In radiosurgery, it is necessary to control the position of the radiation source so that its beam or beams can be precisely directed to the target tissue while minimizing irradiation of surrounding healthy tissue. It is also necessary to determine with precision the position of the target region (and surrounding critical structures) relative to the reference frame of the treatment device.
The patient is usually placed on a support device, such as a couch or a table. During treatment, if an imaging system is provided, it repeatedly measures the position and orientation of the target relative to the x-ray source. The patient is then positioned by the support device controlled automatically or manually by an operator, so that the treatment target inside the patient body is aligned with respect to an iso-center of the radiation source to ensure that therapeutic radiation is applied to the treatment target within the patient.
It is required that the iso-center of the target treatment area be defined and positioned accurately in order to provide the desired treatment. One method currently used to identify the tumor position for treatment is through the use of a diagnostic x-ray or fluoroscopy system to define and align the iso-center of the treatment area to the iso-center of the radiation source.
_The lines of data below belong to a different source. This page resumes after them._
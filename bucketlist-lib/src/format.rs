//! Display formatting for item fields

use chrono::Local;
use chrono::TimeZone;

use crate::model::Budget;
use crate::model::Timestamp;

/// Which part of a timestamp to show.
#[derive(Debug, Clone, Copy, Default, PartialEq, Eq)]
pub enum DateMode {
    /// Day, month and year.
    #[default]
    Date,
    /// Hours and minutes.
    Time,
    /// Both.
    DateTime,
}

impl DateMode {
    fn pattern(self) -> &'static str {
        match self {
            DateMode::Date => "%d/%m/%Y",
            DateMode::Time => "%H:%M",
            DateMode::DateTime => "%d/%m/%Y %H:%M",
        }
    }
}

/// Renders a timestamp in the local time zone.
pub fn format_date(timestamp: Timestamp, mode: DateMode) -> String {
    format_date_in(timestamp, mode, &Local)
}

/// Renders a timestamp in the given time zone. Out-of-range values render as `-`.
pub fn format_date_in<Tz>(timestamp: Timestamp, mode: DateMode, tz: &Tz) -> String
where
    Tz: TimeZone,
    Tz::Offset: std::fmt::Display,
{
    match timestamp.to_datetime() {
        Some(utc) => utc.with_timezone(tz).format(mode.pattern()).to_string(),
        None => "-".to_string(),
    }
}

/// `$200`, `$12.5`
pub fn format_budget(budget: Budget) -> String {
    format!("${budget}")
}

/// `Completed` or `Pending`.
pub fn format_status(status: bool) -> &'static str {
    if status { "Completed" } else { "Pending" }
}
While operating these image-guided systems, it is necessary to adjust the position and orientation of the patient in order to ensure that the target within the patient remains properly aligned with respect to the treatment beam. The position and orientation of the patient must be periodically adjusted, for example, in order to compensate for any motion (such as respiratory motion, sneezing, or shifting) that the patient may undergo during treatment. In the currently used image-guided systems, the image of the patient or the treatment area and the ambient area has to be taken many times during the operation to detect any misalignment of the iso-center of the treatment area from the iso-center of the therapeutic treatment system caused by patient movement, and to adjust the alignment.
Therefore, it is desirable to provide a new system for defining and positioning a treatment target with respect to the iso-center of the therapeutic treatment system that minimizes and optimizes the processes required for accurately positioning the patient during the operation.